Babys sinnliche Entdeckungsreise
Alles, was so ein kleiner Mensch in seine kleinen Finger bekommt, wandert sofort in den Mund. Dabei gluckst und speichelt er genüsslich und erfreut sich an seinen Empfindungen. Psychoanalytiker Sigmund Freud erklärte dieses Verhalten Anfang des 20. Jahrhunderts mit Lustgewinn. Heute weiß man, dass das Ertasten mit dem Mund weit mehr beinhaltet und die Entwicklung des Kindes ganzheitlich positiv fördert!

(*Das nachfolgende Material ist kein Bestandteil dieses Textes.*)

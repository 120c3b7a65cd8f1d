//! Sweep data and the sources that produce it

pub mod buffer;
pub mod instrument;
pub mod synthetic;

pub use buffer::{TraceConsumer, TraceProducer, TraceQueue};
pub use instrument::Instrument;
pub use synthetic::{Resonance, SyntheticSweep};

use std::time::Duration;

use serde::{Deserialize, Serialize};

use crate::error::{AcquisitionError, PipelineError, TraceError};

/// Rate reported when sweeps complete faster than the clock resolves
pub const INSTANT_SWEEP_RATE: f64 = 1000.0;

/// Sweeps per second for `sweeps` acquisitions taking `elapsed`
pub fn sweep_rate(sweeps: usize, elapsed: Duration) -> f64 {
    let secs = elapsed.as_secs_f64();
    if secs > 0.0 {
        sweeps as f64 / secs
    } else {
        INSTANT_SWEEP_RATE
    }
}

/// One complete frequency sweep
///
/// Frequencies are in MHz, magnitudes in dB, phases in degrees. All three
/// sequences share the same length and the frequency grid is strictly
/// increasing. Immutable once constructed.
#[derive(Debug, Clone, PartialEq)]
pub struct Trace {
    frequencies: Vec<f64>,
    magnitudes: Vec<f64>,
    phases: Vec<f64>,
}

impl Trace {
    /// Build a trace, validating lengths, ordering and finiteness
    pub fn new(
        frequencies: Vec<f64>,
        magnitudes: Vec<f64>,
        phases: Vec<f64>,
    ) -> Result<Self, TraceError> {
        if frequencies.len() != magnitudes.len() || frequencies.len() != phases.len() {
            return Err(TraceError::LengthMismatch {
                frequencies: frequencies.len(),
                magnitudes: magnitudes.len(),
                phases: phases.len(),
            });
        }
        if frequencies.is_empty() {
            return Err(TraceError::Empty);
        }

        for i in 0..frequencies.len() {
            if !(frequencies[i].is_finite() && magnitudes[i].is_finite() && phases[i].is_finite()) {
                return Err(TraceError::NonFinite { index: i });
            }
            if i > 0 && frequencies[i] <= frequencies[i - 1] {
                return Err(TraceError::NonIncreasingFrequency { index: i });
            }
        }

        Ok(Self {
            frequencies,
            magnitudes,
            phases,
        })
    }

    pub fn frequencies(&self) -> &[f64] {
        &self.frequencies
    }

    pub fn magnitudes(&self) -> &[f64] {
        &self.magnitudes
    }

    pub fn phases(&self) -> &[f64] {
        &self.phases
    }

    /// Number of samples in the sweep
    pub fn len(&self) -> usize {
        self.frequencies.len()
    }

    /// Always false for a validated trace; provided for API symmetry
    pub fn is_empty(&self) -> bool {
        self.frequencies.is_empty()
    }

    /// Reserved "no peak" value: the lowest frequency of the grid
    pub fn sentinel(&self) -> f64 {
        self.frequencies[0]
    }

    /// True if both traces were taken on the same frequency grid
    pub fn same_grid(&self, other: &Trace) -> bool {
        self.check_grid(&other.frequencies).is_ok()
    }

    /// Fail with `GridMismatch` unless this trace was taken on `frequencies`
    pub fn check_grid(&self, frequencies: &[f64]) -> Result<(), PipelineError> {
        let index = if self.len() != frequencies.len() {
            None
        } else {
            match frequencies.iter().zip(&self.frequencies).position(|(a, b)| a != b) {
                Some(i) => Some(i),
                None => return Ok(()),
            }
        };

        Err(PipelineError::GridMismatch {
            expected: frequencies.len(),
            found: self.len(),
            index,
        })
    }
}

/// Anything that can hand out sweeps on demand
///
/// Failures are returned as [`AcquisitionError`] and are never retried by
/// the pipeline; retry policy belongs to the implementor.
pub trait TraceSource {
    fn next_trace(&mut self) -> Result<Trace, AcquisitionError>;
}

impl<S: TraceSource + ?Sized> TraceSource for Box<S> {
    fn next_trace(&mut self) -> Result<Trace, AcquisitionError> {
        (**self).next_trace()
    }
}

/// Linear frequency plan of the instrument
#[derive(Debug, Clone, Copy, PartialEq, Serialize, Deserialize)]
#[serde(default)]
pub struct FrequencyPlan {
    /// First frequency of the sweep in MHz
    pub start_freq: f64,

    /// Spacing between sweep points in MHz
    pub freq_step: f64,

    /// Number of sweep points
    pub step_num: usize,
}

impl Default for FrequencyPlan {
    fn default() -> Self {
        Self {
            start_freq: 27.0,
            freq_step: 0.01,
            step_num: 101,
        }
    }
}

impl FrequencyPlan {
    /// Frequency grid in MHz
    pub fn frequencies(&self) -> Vec<f64> {
        (0..self.step_num)
            .map(|i| self.start_freq + i as f64 * self.freq_step)
            .collect()
    }

    /// Last frequency of the sweep in MHz
    pub fn stop_freq(&self) -> f64 {
        self.start_freq + self.step_num.saturating_sub(1) as f64 * self.freq_step
    }

    /// Index of the grid point closest to `freq`
    pub fn nearest_index(&self, freq: f64) -> usize {
        if self.step_num == 0 || self.freq_step <= 0.0 {
            return 0;
        }
        let idx = ((freq - self.start_freq) / self.freq_step).round();
        idx.clamp(0.0, (self.step_num - 1) as f64) as usize
    }
}

#[cfg(test)]
mod tests {
    use super::*;

    #[test]
    fn test_trace_valid() {
        let trace = Trace::new(vec![1.0, 2.0, 3.0], vec![-1.0, -2.0, -3.0], vec![0.0; 3]).unwrap();
        assert_eq!(trace.len(), 3);
        assert!(!trace.is_empty());
        assert_eq!(trace.sentinel(), 1.0);
    }

    #[test]
    fn test_trace_length_mismatch() {
        let err = Trace::new(vec![1.0, 2.0], vec![0.0], vec![0.0, 0.0]).unwrap_err();
        assert_eq!(
            err,
            TraceError::LengthMismatch {
                frequencies: 2,
                magnitudes: 1,
                phases: 2
            }
        );
    }

    #[test]
    fn test_trace_empty() {
        assert_eq!(Trace::new(vec![], vec![], vec![]).unwrap_err(), TraceError::Empty);
    }

    #[test]
    fn test_trace_rejects_non_increasing_grid() {
        let err = Trace::new(vec![1.0, 2.0, 2.0], vec![0.0; 3], vec![0.0; 3]).unwrap_err();
        assert_eq!(err, TraceError::NonIncreasingFrequency { index: 2 });
    }

    #[test]
    fn test_trace_rejects_nan() {
        let err = Trace::new(vec![1.0, 2.0], vec![0.0, f64::NAN], vec![0.0; 2]).unwrap_err();
        assert_eq!(err, TraceError::NonFinite { index: 1 });
    }

    #[test]
    fn test_grid_check_catches_shifted_grid() {
        let base = Trace::new(vec![27.0, 27.01, 27.02], vec![0.0; 3], vec![0.0; 3]).unwrap();
        let shifted = Trace::new(vec![30.0, 30.01, 30.02], vec![0.0; 3], vec![0.0; 3]).unwrap();
        let shorter = Trace::new(vec![27.0, 27.01], vec![0.0; 2], vec![0.0; 2]).unwrap();

        assert!(base.same_grid(&base.clone()));
        assert!(!base.same_grid(&shifted));
        assert!(matches!(
            shifted.check_grid(base.frequencies()),
            Err(PipelineError::GridMismatch { expected: 3, found: 3, index: Some(0) })
        ));
        assert!(matches!(
            shorter.check_grid(base.frequencies()),
            Err(PipelineError::GridMismatch { expected: 3, found: 2, index: None })
        ));
    }

    #[test]
    fn test_sweep_rate_fallback() {
        assert_eq!(sweep_rate(10, Duration::ZERO), INSTANT_SWEEP_RATE);
        assert!((sweep_rate(10, Duration::from_millis(500)) - 20.0).abs() < 1e-10);
    }

    #[test]
    fn test_frequency_plan_grid() {
        let plan = FrequencyPlan::default();
        let freqs = plan.frequencies();
        assert_eq!(freqs.len(), 101);
        assert!((freqs[0] - 27.0).abs() < 1e-12);
        assert!((freqs[100] - 28.0).abs() < 1e-9);
        assert!((plan.stop_freq() - 28.0).abs() < 1e-9);
        assert_eq!(plan.nearest_index(27.3), 30);
        assert_eq!(plan.nearest_index(10.0), 0);
        assert_eq!(plan.nearest_index(99.0), 100);
    }
}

Bereits in Mamas Bauch geht es los: Das erste “Objekt der Begierde” sind die eigenen Finger. Sobald der Fötus herausfindet, dass der Daumen in den Mund passt – das ist ab der 14. Schwangerschaftswoche der Fall -, nimmt er ihn hinein und wiederholt diese Handlung immer wieder. Ein angenehmes Gefühl stellt sich ein, und er macht eine für seine Psyche essenzielle Erfahrung: Ich selbst kann etwas bewirken und es fühlt sich gut an!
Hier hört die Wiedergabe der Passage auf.